Her cheeks flushed red, and he played back his words. Oh yikes. What had he just said? “I mean, in such a remote place. People will think this is some kind of—” He cut himself off.
Jia gave him a wary look. “Some kind of what?”
“Something . . . improper,” he repeated, because some kind of romantic rendezvous was stressful.
“Uh-huh. Except . . .” She glanced left, then right. “No one knows we’re here together. I don’t see any tabloid reporters, and I doubt there’s going to be any lurking in a town where there’s only one firefighter and one mechanic and they’re the same person.”
“I suppose that’s true.” These were abnormal circumstances. She was right. No one knew about this and no one needed to know. As soon as they found service, he’d text Adil Uncle that he’d gone for a drive and had car trouble and that he’d be back as soon as possible, on the very slim chance that something came up with Luna at her sleepover. “I mean, it is true.”

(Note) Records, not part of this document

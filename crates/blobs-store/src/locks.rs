//! Per-key write locks.
//!
//! Writes to the same blob key are serialized; writes to different keys
//! never contend beyond the brief map lookup.

use std::collections::HashMap;
use std::sync::Arc;

use parking_lot::Mutex;
use tokio::sync::Mutex as AsyncMutex;

use crate::key::BlobKey;

/// Shared handle to a single key's lock.
pub type KeyLock = Arc<AsyncMutex<()>>;

/// Lazily populated map from blob key to its write lock.
///
/// Cloning yields another handle to the same table.
#[derive(Debug, Clone, Default)]
pub struct KeyLockTable {
    locks: Arc<Mutex<HashMap<BlobKey, KeyLock>>>,
}

impl KeyLockTable {
    pub fn new() -> Self {
        Self::default()
    }

    /// Get or create the lock for `key`.
    ///
    /// Every caller asking for the same key while the lock is in use gets
    /// the same instance.
    pub fn get_lock(&self, key: &BlobKey) -> KeyLock {
        self.locks.lock().entry(*key).or_default().clone()
    }

    /// Number of keys currently tracked.
    pub fn len(&self) -> usize {
        self.locks.lock().len()
    }

    pub fn is_empty(&self) -> bool {
        self.locks.lock().is_empty()
    }

    /// Drop locks nobody holds or waits on. Returns how many were removed.
    ///
    /// A handle outside the table keeps the strong count above one, and
    /// handles are only handed out under the map lock, so a removed entry
    /// cannot be in use.
    pub fn prune_idle(&self) -> usize {
        let mut locks = self.locks.lock();
        let before = locks.len();
        locks.retain(|_, lock| Arc::strong_count(lock) > 1);
        before - locks.len()
    }
}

“Good. Now let’s check out this hotel, and get a couple rooms for the night.”
Chapter Fifteen
“SORRY, WE only have one room left.”
Jia should have expected that one. One room left at the inn in a ghost town, why . . . that was exactly how her luck was shaping up.
The bar was on the first floor of the hotel. The place was only two stories, a half-dozen rooms max. It was completely empty, save for her, Dev, and the bartender slash hotel clerk. Who on earth was occupying these rooms? “One room,” Dev repeated.
The woman snapped her gum. Her skin was as weathered as the mechanic’s son they’d met a mile away. Jia hoped they were wearing sunscreen in this desert sun. “Pest control guy is doing routine treatments in our other rooms. We only got the one free.”